The circulator admitted that she had not checked the armband, but she had asked the patient, "Are you Mrs. X?" and the patient said, "Yes." The circulator also asked, "Are you having a vaginal hysterectomy?" and again, the patient said, "Yes." So the circulator had brought the patient back to the OR without checking her armband. The anesthesiologist had not checked her armband. The surgeon did not speak with the patient or check the armband before induction of anesthesia. The patient's family had stepped out of the holding area to go to their car when the nurse came to get her for surgery. It turned out the patient could not speak or understand English and had only said yes because it was the only word she knew.

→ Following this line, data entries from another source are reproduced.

// Copyright (c) 2025 The Vela Foundation

//! Vela logging.
//!
//! Logging uses the tracing framework. Log levels are configured through the
//! `RUST_LOG` environment variable; crates log with the `tracing` macros
//! directly and no logger instance is threaded through call sites.

pub use tracing::{debug, error, info, trace, warn};

/// Initialize the global tracing subscriber.
///
/// Reads the filter from `RUST_LOG`, defaulting to `info`. Safe to call more
/// than once; later calls are no-ops.
pub fn init() {
    use tracing_subscriber::{fmt, EnvFilter};

    let filter = EnvFilter::try_from_default_env().unwrap_or_else(|_| EnvFilter::new("info"));
    let _ = fmt().with_env_filter(filter).try_init();
}
// Copyright (c) 2025 The Vela Foundation

//! Errors which can occur when proving or checking range proofs.

use bulletproofs_og::ProofError;
use displaydoc::Display;

/// An error which can occur when making or checking a range proof.
#[derive(Clone, Debug, Display, Eq, PartialEq)]
pub enum Error {
    /// The slice of values could not be padded to a power of two
    Resize,

    /// The proof failed: `{0}`
    Proof(ProofError),
}

impl From<ProofError> for Error {
    fn from(src: ProofError) -> Self {
        Self::Proof(src)
    }
}
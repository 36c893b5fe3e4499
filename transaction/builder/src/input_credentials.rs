// Copyright (c) 2025 The Vela Foundation

use crate::TxBuilderError;
use vela_crypto_keys::{RistrettoPrivate, RistrettoPublic};
use vela_crypto_ring_signature::{onetime_keys::create_shared_secret, ReducedTxOut, Scalar};
use vela_transaction_core::{
    ring_ct::SignableInputRing,
    tx::{TxIn, TxOut},
};
use zeroize::Zeroize;

/// Credentials required to construct a ring signature for an input.
#[derive(Clone)]
pub struct InputCredentials {
    /// A ring containing decoys and the one real `TxOut` to be spent.
    pub ring: Vec<TxOut>,

    /// Index in `ring` of the real output being spent.
    pub real_index: usize,

    /// The one-time private key of the real output.
    pub onetime_private_key: RistrettoPrivate,

    /// The value of the real output.
    pub value: u64,

    /// The blinding of the real output's commitment.
    pub blinding: Scalar,
}

impl Drop for InputCredentials {
    fn drop(&mut self) {
        self.onetime_private_key.zeroize();
        self.blinding.zeroize();
        self.value.zeroize();
    }
}

impl InputCredentials {
    /// Creates an InputCredentials instance used to create and sign an input.
    ///
    /// The ring is sorted by output public key here, so the ordering of
    /// decoys in the transaction does not depend on how the caller obtained
    /// them.
    ///
    /// # Arguments
    /// * `ring` - A ring of transaction outputs.
    /// * `real_index` - Index in `ring` of the output being spent.
    /// * `onetime_private_key` - The one-time private key of the real output.
    /// * `view_private_key` - The view private key belonging to the owner of
    ///   the real output, used to unmask its amount.
    pub fn new(
        ring: Vec<TxOut>,
        real_index: usize,
        onetime_private_key: RistrettoPrivate,
        view_private_key: &RistrettoPrivate,
    ) -> Result<Self, TxBuilderError> {
        if ring.is_empty() || real_index >= ring.len() {
            return Err(TxBuilderError::InvalidRingSize);
        }

        let real_input: TxOut = ring[real_index].clone();
        let real_output_public_key = RistrettoPublic::try_from(&real_input.public_key)?;

        let shared_secret = create_shared_secret(&real_output_public_key, view_private_key);

        let mut ring = ring;
        ring.sort_by(|a, b| a.public_key.cmp(&b.public_key));

        let real_index: usize = ring
            .iter()
            .position(|element| *element == real_input)
            .ok_or(TxBuilderError::InvalidRingSize)?;

        let (value, blinding) = ring[real_index].masked_amount.get_value(&shared_secret)?;

        Ok(InputCredentials {
            ring,
            real_index,
            onetime_private_key,
            value,
            blinding,
        })
    }
}

impl From<&InputCredentials> for SignableInputRing {
    fn from(src: &InputCredentials) -> Self {
        SignableInputRing {
            members: src.ring.iter().map(ReducedTxOut::from).collect(),
            real_input_index: src.real_index,
            onetime_private_key: src.onetime_private_key.clone(),
            value: src.value,
            blinding: src.blinding,
        }
    }
}

impl From<&InputCredentials> for TxIn {
    fn from(input_credentials: &InputCredentials) -> TxIn {
        TxIn {
            ring: input_credentials.ring.clone(),
        }
    }
}
// Copyright (c) 2025 The Vela Foundation

//! Errors returned by the transaction validator.

use displaydoc::Display;
use vela_transaction_core::validation::TransactionValidationError;

/// An error which can occur while validating or recording a transaction.
#[derive(Clone, Debug, Display, Eq, PartialEq)]
pub enum ValidatorError {
    /// The transaction failed validation: {0}
    Validation(TransactionValidationError),

    /// The validator has halted after a ledger failure
    Halted,

    /// The ledger failed in a way that indicates corruption: {0}
    LedgerCorrupted(vela_ledger_db::Error),
}

impl From<TransactionValidationError> for ValidatorError {
    fn from(src: TransactionValidationError) -> Self {
        Self::Validation(src)
    }
}

impl std::error::Error for ValidatorError {}
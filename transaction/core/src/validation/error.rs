// Copyright (c) 2025 The Vela Foundation

use displaydoc::Display;
use serde::{Deserialize, Serialize};

/// Type alias for transaction validation results.
pub type TransactionValidationResult<T> = Result<T, TransactionValidationError>;

/// Reasons why a single transaction may fail to be valid with respect to the
/// current ledger.
#[derive(Clone, Debug, Deserialize, Display, Eq, Hash, Ord, PartialEq, PartialOrd, Serialize)]
pub enum TransactionValidationError {
    /// A transaction must have at least one input.
    NoInputs,

    /**
     * A transaction must have no more than the maximum allowed number of
     * inputs.
     */
    TooManyInputs,

    /// Invalid RingCT signature: `{0}`
    InvalidTransactionSignature(crate::ring_ct::Error),

    /**
     * Each input must contain a ring with no fewer than the minimum number
     * of elements.
     */
    InsufficientRingSize,

    /// All rings in a transaction must be of the same size.
    UnequalRingSizes,

    /// Number of blocks in ledger exceeds the tombstone block number.
    TombstoneBlockExceeded,

    /// Tombstone block is too far in the future.
    TombstoneBlockTooFar,

    /// Must have at least one output.
    NoOutputs,

    /**
     * A transaction must have no more than the maximum allowed number of
     * outputs.
     */
    TooManyOutputs,

    /// The encoded transaction exceeds the maximum allowed size.
    TransactionTooLarge,

    /// All elements in all rings within the transaction must be unique.
    DuplicateRingElements,

    /// The elements of each ring must be sorted.
    UnsortedRingElements,

    /**
     * Inputs must be sorted by the public key of the first ring element of
     * each input.
     */
    UnsortedInputs,

    /// Outputs must be sorted by public key, ascending.
    UnsortedOutputs,

    /// Contains a Key Image that has previously been spent.
    ContainsSpentKeyImage,

    /// Key Images within the transaction must be unique.
    DuplicateKeyImages,

    /// Output public keys in the transaction must be unique.
    DuplicateOutputPublicKey,

    /**
     * Contains an output public key that has previously appeared in the
     * ledger.
     */
    ContainsExistingOutputPublicKey,

    /// A ring element is not present in the ledger.
    UnknownRingElement,

    /// An error occurred while checking transaction fees.
    TxFeeError,
}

We did prevent her from having the total vaginal hysterectomy, but I shudder to think what would have happened if I had been just two or three minutes later in going to get my patient. The patient did not have surgery on her arm that day. I cannot imagine how she felt when she was told what had happened and why her perineum had been shaved.
Case Study 4
The schedule was especially busy. Two operating rooms in the same area of the OR suite had different orthopedic teams in each room. The RN circulator in OR One sent for the next patient for Surgeon One but made a mistake in the patient's name because she looked at the list of patients for OR Two. The patient scheduled for OR One was to have a total hip arthroplasty; however, the RN selected the name of a patient who was having the same procedure by Surgeon Two in OR Two. When the patient arrived in the OR, another nurse met the patient and proceeded to assist the anesthesia team with the spinal anesthetic procedure. As the patient was about to be draped for the surgery by the team for Surgeon One, the anesthesiologist spoke to the patient and called him by the name of the patient on Surgeon One's list. When the patient did not respond to his name, the nurse explained, "This is Mr. Y," using the actual name of the patient. The anesthesiologist became suspicious because Surgeon One had only one patient left on his list, and his name was Mr. Z. When the mistake was realized, Surgeon One informed Surgeon Two, and Surgeon Two carried out the surgery on his patient in OR One.